Fave patient quote: “Live first, and be a diabetic second” (on the very first page)

Fave author anecdote: Dr. Edelman’s “pissing contests” at summer camp prior to diagnosis (see page 37)

Fave myth-buster: The lowdown on OJ, “the least effective rapid treatment for hypoglycemia” (p. 87)

Fave diet tips: Fibersure (p. 106); “lots of small meals” (p. 135); and the “tootbrush trick” to put a lid on stuffing yourself (p. 127)

Fave take on exercise: use it to “erase your mistakes” (p. 147)

Fave peek at Dr. Bernstein: “His goal is to have no more spikes in his BG than a non-diabetic person.” (p. 161)

Fave tech tip: “A pump is only as good as the person in charge of it” (p. 180)
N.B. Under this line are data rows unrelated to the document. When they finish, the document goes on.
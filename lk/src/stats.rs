use crate::Rule;
use alloc::collections::BTreeMap;
#[cfg(feature = "serde")]
use serde::Serialize;

/// Proof search statistics.
#[derive(Clone, Default, Debug)]
#[cfg_attr(feature = "serde", derive(Serialize))]
pub struct Stats {
    /// number of rule applications
    pub inferences: usize,
    /// number of sequents to which no rule applied
    pub failures: usize,
    /// maximal depth of a visited sequent, the goal being at depth 0
    pub depth: usize,
    /// number of applications per rule
    pub rules: BTreeMap<Rule, usize>,
}

impl Stats {
    pub fn record(&mut self, rule: Rule) {
        self.inferences += 1;
        *self.rules.entry(rule).or_default() += 1;
    }

    /// Number of applications of the given rule.
    pub fn applications(&self, rule: Rule) -> usize {
        self.rules.get(&rule).copied().unwrap_or(0)
    }
}

impl core::iter::FromIterator<Stats> for Stats {
    fn from_iter<I: IntoIterator<Item = Stats>>(iter: I) -> Self {
        let mut stats = Stats::default();

        for i in iter {
            stats.inferences += i.inferences;
            stats.failures += i.failures;
            stats.depth = stats.depth.max(i.depth);
            for (rule, n) in i.rules {
                *stats.rules.entry(rule).or_default() += n;
            }
        }
        stats
    }
}
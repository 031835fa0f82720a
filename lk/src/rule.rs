use core::fmt::{self, Display};
#[cfg(feature = "serde")]
use serde::Serialize;

/// Inference rules of propositional System LK without cut and contraction.
#[derive(Copy, Clone, Debug, PartialEq, Eq, PartialOrd, Ord, Hash)]
#[cfg_attr(feature = "serde", derive(Serialize))]
pub enum Rule {
    // structural rules
    Identity,
    WeakeningLeft,
    WeakeningRight,

    // logical rules
    NotLeft,
    NotRight,
    AndLeft,
    AndRight,
    OrLeft,
    OrRight,
    ImpliesLeft,
    ImpliesRight,
}

impl Rule {
    /// All rules, in the order in which proof search tries them.
    pub const ORDER: [Rule; 11] = [
        Rule::Identity,
        Rule::WeakeningLeft,
        Rule::WeakeningRight,
        Rule::NotLeft,
        Rule::NotRight,
        Rule::AndLeft,
        Rule::OrRight,
        Rule::ImpliesRight,
        Rule::OrLeft,
        Rule::AndRight,
        Rule::ImpliesLeft,
    ];

    /// Return true if the rule has two premises.
    pub fn is_branching(self) -> bool {
        matches!(self, Rule::OrLeft | Rule::AndRight | Rule::ImpliesLeft)
    }

    pub fn is_structural(self) -> bool {
        matches!(
            self,
            Rule::Identity | Rule::WeakeningLeft | Rule::WeakeningRight
        )
    }
}

impl Display for Rule {
    fn fmt(&self, f: &mut fmt::Formatter<'_>) -> fmt::Result {
        use Rule::*;
        let s = match self {
            Identity => "Id",
            WeakeningLeft => "WL",
            WeakeningRight => "WR",
            NotLeft => "¬L",
            NotRight => "¬R",
            AndLeft => "∧L",
            AndRight => "∧R",
            OrLeft => "∨L",
            OrRight => "∨R",
            ImpliesLeft => "→L",
            ImpliesRight => "→R",
        };
        write!(f, "{}", s)
    }
}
Famous last words: “Have kids if you want to” (p. 223); “Always listen to your body” (p. 239); and “Practice moderation in all things, diabetes included” (p. 251).
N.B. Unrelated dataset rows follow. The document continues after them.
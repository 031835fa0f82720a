//! Example sequents.

use lk::{Formula, Sequent};

type Form = Formula<&'static str>;

fn at(name: &'static str) -> Form {
    Formula::atom(name)
}

fn seq<const L: usize, const R: usize>(ante: [Form; L], cons: [Form; R]) -> Sequent<&'static str> {
    Sequent::new(Vec::from(ante), Vec::from(cons))
}

/// Named example sequents.
///
/// The last two are not valid:
/// the first of them has no proof, whereas the second one is
/// only accepted if one closed premise suffices for a branching inference.
pub fn demos() -> Vec<(&'static str, Sequent<&'static str>)> {
    let (p, q, x) = (at("p"), at("q"), at("x"));
    let imp = Formula::imp;
    Vec::from([
        ("excluded middle", seq([], [x.clone() | -x.clone()])),
        ("non-contradiction", seq([x.clone(), -x.clone()], [])),
        ("double negation", seq([--p.clone()], [p.clone()])),
        (
            "De Morgan",
            seq([-(p.clone() & q.clone())], [-p.clone() | -q.clone()]),
        ),
        (
            "contraposition",
            seq([imp(p.clone(), q.clone())], [imp(-q.clone(), -p.clone())]),
        ),
        (
            "modus ponens",
            seq([p.clone(), imp(p.clone(), q.clone())], [q.clone()]),
        ),
        (
            "Peirce's law",
            seq([], [imp(imp(imp(p.clone(), q.clone()), p.clone()), p.clone())]),
        ),
        ("distinct atoms", seq([x], [at("y")])),
        ("half conjunction", seq([p.clone()], [p & q])),
    ])
}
Obviously, I found a lot here to sink my teeth into.

Thinking it over, there are probably a few too many books with “list titles” out there — “50 Tips…, Seven Habits…, Ten Steps…,” etc., etc. But to my mind, for anyone living with diabetes, this one’s definitely worth a read. Enjoy.
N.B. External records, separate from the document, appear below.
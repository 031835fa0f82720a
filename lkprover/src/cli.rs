use crate::Error;
use clap::Parser;
use lk::stats::Stats;
use lk::{Check, Derivation, Opt, Weakening};
use std::fmt::Display;
use std::path::PathBuf;

/// Prover for propositional sequents in Gentzen's System LK
///
/// When no problem file is given,
/// a fixed collection of example sequents is proved.
///
/// Set the environment variable "LOG" to "info", "debug", or "trace"
/// to obtain an increasingly detailed log.
#[derive(Parser)]
pub struct Cli {
    /// When to weaken sequents
    ///
    /// With "atomic" weakening, formulas are only removed from sequents
    /// that consist of atoms, so all connectives are decomposed first.
    /// With "eager" weakening, a formula is removed as soon as
    /// it does not occur on the other side of the sequent.
    ///
    /// Eager weakening makes the search incomplete!
    #[arg(long)]
    weakening: Option<Weakening>,

    /// Require proofs of both premises of branching inferences
    ///
    /// By default, a branching inference is accepted
    /// as soon as one of its premises is proved.
    /// This accepts some sequents that are not valid, such as "p ⊢ p ∧ q".
    #[arg(long)]
    strict: bool,

    /// Show derivations as indented list of inferences
    #[arg(long)]
    indent: bool,

    /// Write SZS output (such as proofs and error details) to given file
    #[arg(short)]
    pub output: Option<PathBuf>,

    /// Write proof search statistics in JSON format to given file
    #[arg(long)]
    pub stats: Option<PathBuf>,

    /// Path of the TPTP problem file
    pub file: Option<PathBuf>,
}

impl Cli {
    pub fn opt(&self) -> Opt {
        let check = if self.strict { Check::All } else { Check::Any };
        let weakening = self.weakening.unwrap_or_default();
        Opt { weakening, check }
    }

    pub fn output(&self, out: impl Display) -> Result<(), std::io::Error> {
        use std::io::Write;
        match &self.output {
            Some(o) => std::fs::write(o, out.to_string()),
            None => write!(std::io::stdout(), "{}", lk::szs::Output(out)),
        }
    }

    pub fn render<'a, A: Display + 'a>(&self, proof: &'a Derivation<A>) -> Box<dyn Display + 'a> {
        if self.indent {
            Box::new(proof.indented())
        } else {
            Box::new(proof)
        }
    }

    pub fn write_stats(&self, stats: &Stats) -> Result<(), Error> {
        if let Some(file) = &self.stats {
            let json = serde_json::to_string(stats)?;
            std::fs::write(file, json)?;
        }
        Ok(())
    }
}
** UPDATE: Consider this a book (P)Review, as it appears this title is not physically available till November. Good things take time, no?**


6 Responses

  1. Rob
    Rob August 2, 2007 at 8:40 am | | Reply

    I’m guessing that “be lucky” wasn’t one of the Top 50. I know the DCCT showed a reduction in complication incidence and all that, but I’m under the impression that genetics & luck play a big part of it as well – especially for the +50 year crowd.

  2. MeadowLark
    MeadowLark August 2, 2007 at 10:46 am | | Reply

    Hi:) thanks for the heads up on this book! I found it for about $10.00 US. Have a great day!

  3. Dave
    Dave August 2, 2007 at 11:06 am | | Reply

    I wish this book was going to be out before October 27th!!!

  4. Bernard Farrell
    Bernard Farrell August 2, 2007 at 2:36 pm | | Reply


    This looks like a great read. Pity I have to wait so long to get hold of it. Are they looking for any reviewers? I normally review technical books, but I’d be prepared to make exception in this case. :-)

  5. Rosalind Joffe
    Rosalind Joffe August 2, 2007 at 4:41 pm | | Reply

    Love the cover. We need the stories — whatever the disease – to keep us going. Rosalind

  6. Lauren
    Lauren August 6, 2007 at 11:15 am | | Reply

    Hmm, somehow I think it’s hard to practice “diabetes in moderation” when you need to check blood glucose up to 10-15 times a day, inject for meals, snacks, and post-meal/snack corrections, carefully plan times for exercise, etc., etc., etc. My intense monitoring has allowed me to achieve an A1c of 5.5., but it means I NEVER forget to consider my diabetes. If I took a looser approach and checked whenever I felt like it, I would sacrifice tight control and be one of the shortest-lived people with diabetes. In my experience, there’s nothing “moderate” about the vigilance necessary when you’re insulin-dependent.